#### Material shown ####

use chrono::{DateTime, Utc};
use serde::{Deserialize, Serialize};
use uuid::Uuid;

use crate::domain::types::Severity;

/// A single limit excursion, from first crossing to confirmed recovery
#[derive(Debug, Clone, Serialize, Deserialize)]
pub struct BreachEvent {
    pub id: Uuid,
    pub limit_name: String,
    pub observed_value: f64,
    pub threshold: f64,
    pub severity: Severity,
    pub opened_at: DateTime<Utc>,
    pub closed_at: Option<DateTime<Utc>>,
}

impl BreachEvent {
    pub fn is_open(&self) -> bool {
        self.closed_at.is_none()
    }
}

/// Tolerance for band comparisons. Division noise must not demote a reading
/// sitting exactly on a band edge (0.075 / 0.05 = 1.4999...), and rounding
/// up at the edge errs on the severe side.
const BAND_TOLERANCE: f64 = 1e-9;

/// Classify an observation against a threshold with graded severity.
/// `warning_ratio` and `critical_ratio` are multiples of the threshold;
/// values below the warning band yield None.
pub fn classify(
    observed: f64,
    threshold: f64,
    warning_ratio: f64,
    critical_ratio: f64,
) -> Option<Severity> {
    if threshold <= 0.0 {
        return None;
    }
    let ratio = observed / threshold + BAND_TOLERANCE;
    if ratio >= critical_ratio {
        Some(Severity::Critical)
    } else if ratio >= 1.0 {
        Some(Severity::Breach)
    } else if ratio >= warning_ratio {
        Some(Severity::Warning)
    } else {
        None
    }
}

/// What a tracker observed on this evaluation cycle
#[derive(Debug, Clone)]
pub enum TrackerUpdate {
    /// A new breach opened (first failing check)
    Opened(BreachEvent),
    /// An already-open breach failed again, possibly at a new severity
    StillFailing(BreachEvent),
    /// The breach closed after enough consecutive passing checks
    Closed(BreachEvent),
}

/// Per-limit breach lifecycle with closing hysteresis.
///
/// A breach opens on the first failing check but only closes after
/// `required_passes` consecutive passing checks, so a value oscillating
/// around a threshold cannot flap alerts or breaker transitions.
#[derive(Debug, Clone)]
pub struct LimitTracker {
    limit_name: String,
    required_passes: u32,
    consecutive_passes: u32,
    open: Option<BreachEvent>,
}

impl LimitTracker {
    pub fn new(limit_name: impl Into<String>, required_passes: u32) -> Self {
        Self {
            limit_name: limit_name.into(),
            required_passes: required_passes.max(1),
            consecutive_passes: 0,
            open: None,
        }
    }

    pub fn limit_name(&self) -> &str {
        &self.limit_name
    }

    pub fn open_event(&self) -> Option<&BreachEvent> {
        self.open.as_ref()
    }

    /// Reinstall a previously-open breach, keeping its identity. Used when
    /// replaying the audit trail after a restart; the restored event then
    /// closes through the ordinary hysteresis path.
    pub fn restore(&mut self, event: BreachEvent) {
        self.consecutive_passes = 0;
        self.open = Some(event);
    }

    /// Feed one evaluation result. `severity` is None when the check passed.
    pub fn observe(
        &mut self,
        observed: f64,
        threshold: f64,
        severity: Option<Severity>,
        now: DateTime<Utc>,
    ) -> Option<TrackerUpdate> {
        match severity {
            Some(sev) => {
                self.consecutive_passes = 0;
                if let Some(event) = self.open.as_mut() {
                    // Severity only ratchets up while the breach stays open
                    if sev > event.severity {
                        event.severity = sev;
                    }
                    event.observed_value = observed;
                    event.threshold = threshold;
                    return Some(TrackerUpdate::StillFailing(event.clone()));
                }
                let event = BreachEvent {
                    id: Uuid::new_v4(),
                    limit_name: self.limit_name.clone(),
                    observed_value: observed,
                    threshold,
                    severity: sev,
                    opened_at: now,
                    closed_at: None,
                };
                self.open = Some(event.clone());
                Some(TrackerUpdate::Opened(event))
            }
            None => {
                self.open.as_ref()?;
                self.consecutive_passes += 1;
                if self.consecutive_passes >= self.required_passes {
                    let mut event = self.open.take()?;
                    event.closed_at = Some(now);
                    self.consecutive_passes = 0;
                    Some(TrackerUpdate::Closed(event))
                } else {
                    None
                }
            }
        }
    }
}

####

» Exercise
Look for the word "Deserialize" in the data, then return every line that contains it.

» Solution for this task
use serde::{Deserialize, Serialize};
#[derive(Debug, Clone, Serialize, Deserialize)]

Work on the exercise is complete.